• _About this exercise_: Please write out, exactly, every line of the listing from its first line through the one that includes "pub trait UserCommandServiceTrait".

• _Provided records_:
========

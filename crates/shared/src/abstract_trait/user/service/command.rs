use crate::{
    domain::{
        requests::{CreateUserRequest, UpdateUserRequest},
        responses::UserResponse,
    },
    errors::ServiceError,
};
use anyhow::Result;
use async_trait::async_trait;
use std::sync::Arc;

pub type DynUserCommandService = Arc<dyn UserCommandServiceTrait + Send + Sync>;

#[async_trait]
pub trait UserCommandServiceTrait {
    async fn create(&self, req: &CreateUserRequest) -> Result<UserResponse, ServiceError>;

    async fn update(&self, req: &UpdateUserRequest) -> Result<UserResponse, ServiceError>;

    async fn delete(&self, user_id: i32) -> Result<(), ServiceError>;
}
use anyhow::{Context, Result};
use dotenv::dotenv;
use shared::{
    config::{Config, ConnectionManager},
    utils::Logger,
};
use tracing::info;
use user::{handler::AppRouter, state::AppState};

#[tokio::main]
async fn main() -> Result<()> {
    dotenv().ok();

    let is_dev = std::env::var("DEV_MODE")
        .map(|v| v == "true" || v == "1")
        .unwrap_or(false);

    let _logger = Logger::new("user-service", is_dev);

    let config = Config::init().context("Failed to load configuration")?;

    let db_pool = ConnectionManager::new_pool(&config.database_url, config.run_migrations)
        .await
        .context("Failed to initialize database pool")?;

    let state = AppState::new(db_pool);

    AppRouter::serve(config.port, state)
        .await
        .context("Failed to start server")?;

    info!("✅ User service shutdown complete.");
    Ok(())
}
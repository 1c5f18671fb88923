use thiserror::Error;

/// Store faults. A missing row is not an error here; lookups and writes
/// report it through `Option`.
#[derive(Debug, Error)]
pub enum RepositoryError {
    #[error("Database error: {0}")]
    Sqlx(#[from] sqlx::Error),
}
use crate::{
    abstract_trait::user::repository::command::UserCommandRepositoryTrait,
    config::ConnectionPool,
    domain::requests::{CreateUserRequest, UpdateUserRequest},
    errors::RepositoryError,
    model::user::UserModel,
};
use anyhow::Result;
use async_trait::async_trait;
use tracing::error;

#[derive(Clone)]
pub struct UserCommandRepository {
    db_pool: ConnectionPool,
}

impl UserCommandRepository {
    pub fn new(db_pool: ConnectionPool) -> Self {
        Self { db_pool }
    }

    async fn get_conn(
        &self,
    ) -> Result<sqlx::pool::PoolConnection<sqlx::Postgres>, RepositoryError> {
        self.db_pool.acquire().await.map_err(|e| {
            error!("❌ Failed to acquire DB connection: {e:?}");
            RepositoryError::from(e)
        })
    }
}

#[async_trait]
impl UserCommandRepositoryTrait for UserCommandRepository {
    async fn create(&self, req: &CreateUserRequest) -> Result<UserModel, RepositoryError> {
        let mut conn = self.get_conn().await?;

        let record = sqlx::query_as::<_, UserModel>(
            r#"
            INSERT INTO "user" (firstname, surname, address, pincode, dob, doj, deleted)
            VALUES ($1, $2, $3, $4, $5, $6, $7)
            RETURNING user_id, firstname, surname, address, pincode, dob, doj, deleted
            "#,
        )
        .bind(&req.first_name)
        .bind(&req.surname)
        .bind(&req.address)
        .bind(&req.pin_code)
        .bind(req.dob)
        .bind(req.doj)
        .bind(req.deleted)
        .fetch_one(&mut *conn)
        .await
        .map_err(|e| {
            error!("❌ Database error in create user: {e:?}");
            RepositoryError::Sqlx(e)
        })?;

        Ok(record)
    }

    async fn update(
        &self,
        user_id: i32,
        req: &UpdateUserRequest,
    ) -> Result<Option<UserModel>, RepositoryError> {
        let mut conn = self.get_conn().await?;

        sqlx::query_as::<_, UserModel>(
            r#"
            UPDATE "user"
            SET
                firstname = $2,
                surname = $3,
                address = $4,
                pincode = $5,
                dob = $6,
                doj = $7,
                deleted = $8
            WHERE user_id = $1
            RETURNING user_id, firstname, surname, address, pincode, dob, doj, deleted
            "#,
        )
        .bind(user_id)
        .bind(&req.first_name)
        .bind(&req.surname)
        .bind(&req.address)
        .bind(&req.pin_code)
        .bind(req.dob)
        .bind(req.doj)
        .bind(req.deleted)
        .fetch_optional(&mut *conn)
        .await
        .map_err(|e| {
            error!("❌ Database error in update user {user_id}: {e:?}");
            RepositoryError::Sqlx(e)
        })
    }

    async fn delete(&self, user_id: i32) -> Result<bool, RepositoryError> {
        let mut conn = self.get_conn().await?;

        let result = sqlx::query(
            r#"
            DELETE FROM "user"
            WHERE user_id = $1
            "#,
        )
        .bind(user_id)
        .execute(&mut *conn)
        .await
        .map_err(|e| {
            error!("❌ Database error in delete user {user_id}: {e:?}");
            RepositoryError::Sqlx(e)
        })?;

        Ok(result.rows_affected() > 0)
    }
}
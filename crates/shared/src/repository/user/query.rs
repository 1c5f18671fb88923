use crate::{
    abstract_trait::user::repository::query::UserQueryRepositoryTrait, config::ConnectionPool,
    errors::RepositoryError, model::user::UserModel,
};
use anyhow::Result;
use async_trait::async_trait;
use tracing::error;

#[derive(Clone)]
pub struct UserQueryRepository {
    db: ConnectionPool,
}

impl UserQueryRepository {
    pub fn new(db: ConnectionPool) -> Self {
        Self { db }
    }

    async fn get_conn(
        &self,
    ) -> Result<sqlx::pool::PoolConnection<sqlx::Postgres>, RepositoryError> {
        self.db.acquire().await.map_err(|e| {
            error!("❌ Failed to acquire DB connection: {e:?}");
            RepositoryError::from(e)
        })
    }

    async fn fetch_list(
        &self,
        operation: &str,
        sql: &str,
        bind: Option<&str>,
    ) -> Result<Vec<UserModel>, RepositoryError> {
        let mut conn = self.get_conn().await?;

        let mut query = sqlx::query_as::<_, UserModel>(sql);
        if let Some(value) = bind {
            query = query.bind(value);
        }

        query.fetch_all(&mut *conn).await.map_err(|e| {
            error!("❌ Database error in {operation}: {e:?}");
            RepositoryError::Sqlx(e)
        })
    }
}

#[async_trait]
impl UserQueryRepositoryTrait for UserQueryRepository {
    async fn find_all(&self) -> Result<Vec<UserModel>, RepositoryError> {
        let sql = r#"
            SELECT user_id, firstname, surname, address, pincode, dob, doj, deleted
            FROM "user"
            ORDER BY user_id
        "#;

        self.fetch_list("find_all users", sql, None).await
    }

    async fn find_by_id(&self, user_id: i32) -> Result<Option<UserModel>, RepositoryError> {
        let mut conn = self.get_conn().await?;

        sqlx::query_as::<_, UserModel>(
            r#"
            SELECT user_id, firstname, surname, address, pincode, dob, doj, deleted
            FROM "user"
            WHERE user_id = $1
            "#,
        )
        .bind(user_id)
        .fetch_optional(&mut *conn)
        .await
        .map_err(|e| {
            error!("❌ Database error in find_by_id user {user_id}: {e:?}");
            RepositoryError::Sqlx(e)
        })
    }

    async fn find_by_first_name(
        &self,
        first_name: &str,
    ) -> Result<Vec<UserModel>, RepositoryError> {
        let sql = r#"
            SELECT user_id, firstname, surname, address, pincode, dob, doj, deleted
            FROM "user"
            WHERE firstname = $1
            ORDER BY user_id
        "#;

        self.fetch_list("find_by_first_name", sql, Some(first_name))
            .await
    }

    async fn find_by_surname(&self, surname: &str) -> Result<Vec<UserModel>, RepositoryError> {
        let sql = r#"
            SELECT user_id, firstname, surname, address, pincode, dob, doj, deleted
            FROM "user"
            WHERE surname = $1
            ORDER BY user_id
        "#;

        self.fetch_list("find_by_surname", sql, Some(surname)).await
    }

    async fn find_by_pin_code(&self, pin_code: &str) -> Result<Vec<UserModel>, RepositoryError> {
        let sql = r#"
            SELECT user_id, firstname, surname, address, pincode, dob, doj, deleted
            FROM "user"
            WHERE pincode = $1
            ORDER BY user_id
        "#;

        self.fetch_list("find_by_pin_code", sql, Some(pin_code)).await
    }

    async fn find_order_by_doj_asc(&self) -> Result<Vec<UserModel>, RepositoryError> {
        let sql = r#"
            SELECT user_id, firstname, surname, address, pincode, dob, doj, deleted
            FROM "user"
            ORDER BY doj ASC NULLS LAST, user_id ASC
        "#;

        self.fetch_list("find_order_by_doj_asc", sql, None).await
    }

    async fn find_order_by_dob_asc(&self) -> Result<Vec<UserModel>, RepositoryError> {
        let sql = r#"
            SELECT user_id, firstname, surname, address, pincode, dob, doj, deleted
            FROM "user"
            ORDER BY dob ASC NULLS LAST, user_id ASC
        "#;

        self.fetch_list("find_order_by_dob_asc", sql, None).await
    }
}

========

• _Response_:
filename crates/shared/src/abstract_trait/user/service/command.rs
use crate::{
    domain::{
        requests::{CreateUserRequest, UpdateUserRequest},
        responses::UserResponse,
    },
    errors::ServiceError,
};
use anyhow::Result;
use async_trait::async_trait;
use std::sync::Arc;

pub type DynUserCommandService = Arc<dyn UserCommandServiceTrait + Send + Sync>;

#[async_trait]
pub trait UserCommandServiceTrait {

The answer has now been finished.